Of the Postmodernists' Party without Knowing It: Philip Pullman, Hypermorality and Metanarratives

Article excerpt

Philip Pullman's 'His Dark Materials' trilogy is thematically concerned with resisting existing social codes and practices, particularly those linked with the practice of organized religion. Pullman attempts to establish a secular humanist metanarrative in which he strives to recuperate and valorize mythical Judeo-Christian figures traditionally associated with 'evil'. While secular humanist metanarratives dominate the field of children's and young adult literature, Pullman's version is unique in that it overtly assigns a defining role to the resistance of conservative social practices and thus overtly positions itself in opposition to religious, particularly Judeo-Christian, metanarratives (Gooderham 2001 p. 157).
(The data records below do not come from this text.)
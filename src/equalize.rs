// src/equalize.rs - Settle-time measurement after setpoint changes
use crate::control::ActuatorState;
use crate::sensor::SensorReading;

/// Range moves smaller than this are floating-point noise, not a new setpoint.
pub const RANGE_CHANGE_TOLERANCE_C: f64 = 0.05;

/// Completed equalization episode, ready to be reported.
#[derive(Debug, Clone, Copy, PartialEq)]
pub struct Equalized {
    pub target_min: f64,
    pub target_max: f64,
    pub duration_s: f64,
}

#[derive(Debug, Clone, Copy)]
struct Episode {
    target_min: f64,
    target_max: f64,
    started_ms: u64,
}

/// Measures wall-clock time from a setpoint change until the vessel is back
/// inside the target band with the controller idle. At most one episode at a
/// time; a new trigger overwrites the current one.
#[derive(Debug, Default)]
pub struct EqualizationTracker {
    episode: Option<Episode>,
}

impl EqualizationTracker {
    pub fn new() -> Self {
        Self::default()
    }

    pub fn is_active(&self) -> bool {
        self.episode.is_some()
    }

    pub fn started_ms(&self) -> Option<u64> {
        self.episode.map(|e| e.started_ms)
    }

    /// Accepted range change while in AUTO mode. Starts (or restarts) timing
    /// when the range actually moved or the vessel sits outside the new
    /// hysteresis window.
    pub fn on_range_change(
        &mut self,
        old: (f64, f64),
        new: (f64, f64),
        reading: SensorReading,
        hysteresis: f64,
        now_ms: u64,
    ) {
        let moved = (new.0 - old.0).abs() > RANGE_CHANGE_TOLERANCE_C
            || (new.1 - old.1).abs() > RANGE_CHANGE_TOLERANCE_C;
        if moved || out_of_window(reading, new, hysteresis) {
            self.start(new, now_ms);
        }
    }

    /// MANUAL -> AUTO transition: time the settle only if the vessel is
    /// actually outside the window. An in-band vessel has nothing to measure.
    pub fn on_auto_resume(
        &mut self,
        range: (f64, f64),
        reading: SensorReading,
        hysteresis: f64,
        now_ms: u64,
    ) {
        if out_of_window(reading, range, hysteresis) {
            self.start(range, now_ms);
        }
    }

    /// Manual operator control invalidates the measurement; no record emitted.
    pub fn cancel(&mut self) {
        if self.episode.take().is_some() {
            tracing::debug!("equalization tracking cancelled");
        }
    }

    /// Checked once per control tick. Completes when a valid reading is inside
    /// the target band and the actuator is idle.
    pub fn check(
        &mut self,
        reading: SensorReading,
        state: ActuatorState,
        now_ms: u64,
    ) -> Option<Equalized> {
        let ep = self.episode?;
        let temp = match reading {
            SensorReading::Valid(t) => t,
            SensorReading::Fault => return None,
        };
        if state == ActuatorState::Idle && temp >= ep.target_min && temp <= ep.target_max {
            self.episode = None;
            return Some(Equalized {
                target_min: ep.target_min,
                target_max: ep.target_max,
                duration_s: now_ms.saturating_sub(ep.started_ms) as f64 / 1000.0,
            });
        }
        None
    }

    fn start(&mut self, range: (f64, f64), now_ms: u64) {
        tracing::info!(
            "equalization timing started for {:.2}-{:.2}C",
            range.0,
            range.1
        );
        self.episode = Some(Episode {
            target_min: range.0,
            target_max: range.1,
            started_ms: now_ms,
        });
    }
}

fn out_of_window(reading: SensorReading, range: (f64, f64), hysteresis: f64) -> bool {
    match reading {
        SensorReading::Valid(t) => t < range.0 - hysteresis || t > range.1 + hysteresis,
        SensorReading::Fault => false,
    }
}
Ideologically realigning secular humanist texts in blatant opposition to such religious metanarratives is a challenging undertaking, and Pullman's critics have found it not completely successful. This paper agrees that Pullman's 'new' metanarrative does not effectively challenge either Christian or secular humanist metanarratives of the past, and argues that Pullman's portrayal of the concepts of morality, subjectivity and childhood is unstable, vacillating between the implicit acknowledgement of dialogic discourses, and the explicit impulse to resolve these discourses within a monologic perspective. It further suggests that, although he does not manage to establish his 'new' metanarrative as a viable alternative to those of the past, the tension created by this vacillation between the dialogic and the monologic does allow him to destabilize not only the metanarrative that he seeks to subvert, but also the one he attempts to champion. As such, in 'His Dark Materials', Pullman implicitly, and very likely unwittingly, invites his readers to adopt a postmodern 'incredulity toward metanarratives' (Lyotard 1984 p.xxiv).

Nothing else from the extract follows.